🤖 AI Summary
This study addresses the instability of mean-variance portfolios caused by estimation errors in expected returns and covariance matrices. For the first time in a multidimensional market setting, it systematically evaluates 16 shrinkage-based portfolio strategies—combining five return shrinkage methods with eleven covariance shrinkage approaches, including the Ledoit–Wolf two-parameter estimator—using rolling-window backtests and super-efficiency data envelopment analysis (DEA) to rank portfolios according to investor risk preferences. The results demonstrate that the GMV+COV2 portfolio exhibits strong robustness across diverse market conditions, while the MV+COV2 combined with the sample mean yields superior performance for return-oriented investors. Both strategies significantly outperform conventional benchmark approaches.
📝 Abstract
The mean-variance model remains the most prevalent investment framework, built on diversification principles. However, it consistently struggles with estimation errors in expected returns and the covariance matrix, its core parameters. To address this concern, this research evaluates the performance of mean variance (MV) and global minimum-variance (GMV) models across various shrinkage estimators designed to improve these parameters. Specifically, we examine five shrinkage estimators for expected returns and eleven for the covariance matrix. To compare multiple portfolios, we employ a super efficient data envelopment analysis model to rank the portfolios according to investors risk-return preferences. Our comprehensive empirical investigation utilizes six real world datasets with different dimensional characteristics, applying a rolling window methodology across three out of sample testing periods.

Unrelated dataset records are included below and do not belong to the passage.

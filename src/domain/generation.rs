//! Insertion of one additional circle.
//!
//! Candidates are enumerated without any filtering; duplicates are removed by
//! [`DedupCollection`](crate::domain::DedupCollection).

use tracing::trace;

use crate::domain::model::{CircleNode, ConfigurationSet};

impl CircleNode {
    /// Every way to add one circle inside this circle's subtree.
    ///
    /// A leaf gains a single enclosed circle. A circle that already encloses a
    /// group only grows through that group: non-intersecting circles leave no
    /// room for a second, parallel group.
    pub fn add_circle(&self) -> Vec<CircleNode> {
        match self.nested() {
            None => {
                trace!("add_circle: nesting a circle into a leaf");
                vec![CircleNode::with_nested(ConfigurationSet::leaves(1))]
            }
            Some(group) => group
                .add_circle()
                .into_iter()
                .map(CircleNode::with_nested)
                .collect(),
        }
    }
}

impl ConfigurationSet {
    /// Every configuration reachable by adding exactly one circle.
    ///
    /// The first result is the new top-level sibling, followed by the
    /// variants of each member in member order. The receiver is left intact.
    pub fn add_circle(&self) -> Vec<ConfigurationSet> {
        trace!("add_circle: expanding {} members", self.len());
        let mut candidates = vec![self.with_member(CircleNode::leaf())];
        for (index, member) in self.members().iter().enumerate() {
            candidates.extend(
                member
                    .add_circle()
                    .into_iter()
                    .map(|variant| self.with_replaced(index, variant)),
            );
        }
        candidates
    }
}

#[cfg(test)]
mod tests {
    use super::*;

    #[test]
    fn given_empty_set_when_adding_then_single_leaf() {
        let candidates = ConfigurationSet::new().add_circle();
        assert_eq!(candidates.len(), 1);
        assert_eq!(candidates[0].to_string(), "[ C ]");
    }

    #[test]
    fn given_leaf_when_adding_then_one_enclosed_circle() {
        let variants = CircleNode::leaf().add_circle();
        assert_eq!(variants.len(), 1);
        assert_eq!(variants[0].to_string(), "C [ C ]");
    }

    #[test]
    fn given_nested_circle_when_adding_then_grows_only_inside_group() {
        let node: ConfigurationSet = "[ C [ C ] ]".parse().unwrap();
        let variants = node.members()[0].add_circle();

        let texts: Vec<String> = variants.iter().map(|v| v.to_string()).collect();
        assert_eq!(texts, vec!["C [ C, C ]", "C [ C [ C ] ]"]);
    }

    #[test]
    fn given_set_when_adding_then_count_is_one_plus_member_variants() {
        let set: ConfigurationSet = "[ C [ C, C ], C ]".parse().unwrap();
        // sibling + (1 + 1 + 1 inside the group) + 1 inside the leaf
        assert_eq!(set.add_circle().len(), 5);
        assert_eq!(set.circle_count(), 4);
    }

    #[test]
    fn given_set_when_adding_then_every_candidate_has_one_more_circle() {
        let set: ConfigurationSet = "[ C [ C [ C ] ], C, C ]".parse().unwrap();
        let before = set.to_string();

        for candidate in set.add_circle() {
            assert_eq!(candidate.circle_count(), set.circle_count() + 1);
        }
        assert_eq!(set.to_string(), before);
    }
}
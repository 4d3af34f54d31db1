//! Terminal output formatting with colors
//!
//! Respects NO_COLOR, CLICOLOR, CLICOLOR_FORCE automatically.

use std::io::{self, Write};

use colored::Colorize;

use crate::application::services::LevelCount;

const COLUMN_WIDTH: usize = 10;

/// Print error (red bold "error:" prefix) to stderr
pub fn error(msg: &(impl std::fmt::Display + ?Sized)) {
    eprintln!("{}: {}", "error".red().bold(), msg);
}

/// Print completed action (green label)
pub fn action(label: &str, msg: &(impl std::fmt::Display + ?Sized)) {
    println!("{}: {}", label.green(), msg);
}

/// Print plain output (no color, for data)
pub fn info(msg: &(impl std::fmt::Display + ?Sized)) {
    println!("{}", msg);
}

/// Level/count table rows, without colour.
pub fn format_count_table(rows: &[LevelCount]) -> Vec<String> {
    rows.iter()
        .map(|row| format!("{:<width$} {}", row.level, row.count, width = COLUMN_WIDTH))
        .collect()
}

/// Write the level/count table with a highlighted header to `out`.
pub fn write_count_table(out: &mut dyn Write, rows: &[LevelCount]) -> io::Result<()> {
    let header = format!("{:<width$} {}", "Level", "Count", width = COLUMN_WIDTH);
    writeln!(out, "{}", header.cyan().bold())?;
    for line in format_count_table(rows) {
        writeln!(out, "{}", line)?;
    }
    out.flush()
}
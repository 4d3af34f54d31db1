//! Tree view of configurations, for terminal display.

use termtree::Tree;

use crate::domain::collection::DedupCollection;
use crate::domain::model::{CircleNode, ConfigurationSet};

impl CircleNode {
    pub fn to_tree(&self) -> Tree<String> {
        let leaves: Vec<Tree<String>> = self
            .nested()
            .map(|group| group.sorted_members().into_iter().map(CircleNode::to_tree).collect())
            .unwrap_or_default();
        Tree::new("○".to_string()).with_leaves(leaves)
    }
}

impl ConfigurationSet {
    /// Canonical text at the root, one branch per top-level circle.
    pub fn to_tree(&self) -> Tree<String> {
        Tree::new(self.canonical_text())
            .with_leaves(self.sorted_members().into_iter().map(CircleNode::to_tree))
    }
}

impl DedupCollection {
    pub fn to_tree(&self) -> Tree<String> {
        Tree::new(format!("level {} ({})", self.level(), self.len()))
            .with_leaves(self.iter().map(ConfigurationSet::to_tree))
    }
}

Following the ranking process, we examine the chosen shrinkage based MV or GMV portfolios against five traditional portfolio optimization techniques classical MV and GMV for sample estimates, MiniMax, conditional value at risk, and semi mean absolute deviation risk measures. Our empirical findings reveal that, in most scenarios, the GMV model combined with the Ledoit Wolf two parameter shrinkage covariance estimator (COV2) represents the optimal selection for a broad spectrum of investors. Meanwhile, the MV model utilizing COV2 alongside the sample mean (SM) proves more suitable for return oriented investors. These two identified models demonstrate superior performance compared to traditional benchmark approaches. Overall, this study lays the groundwork for a more comprehensive understanding of how specific shrinkage models perform across diverse investor profiles and market setups.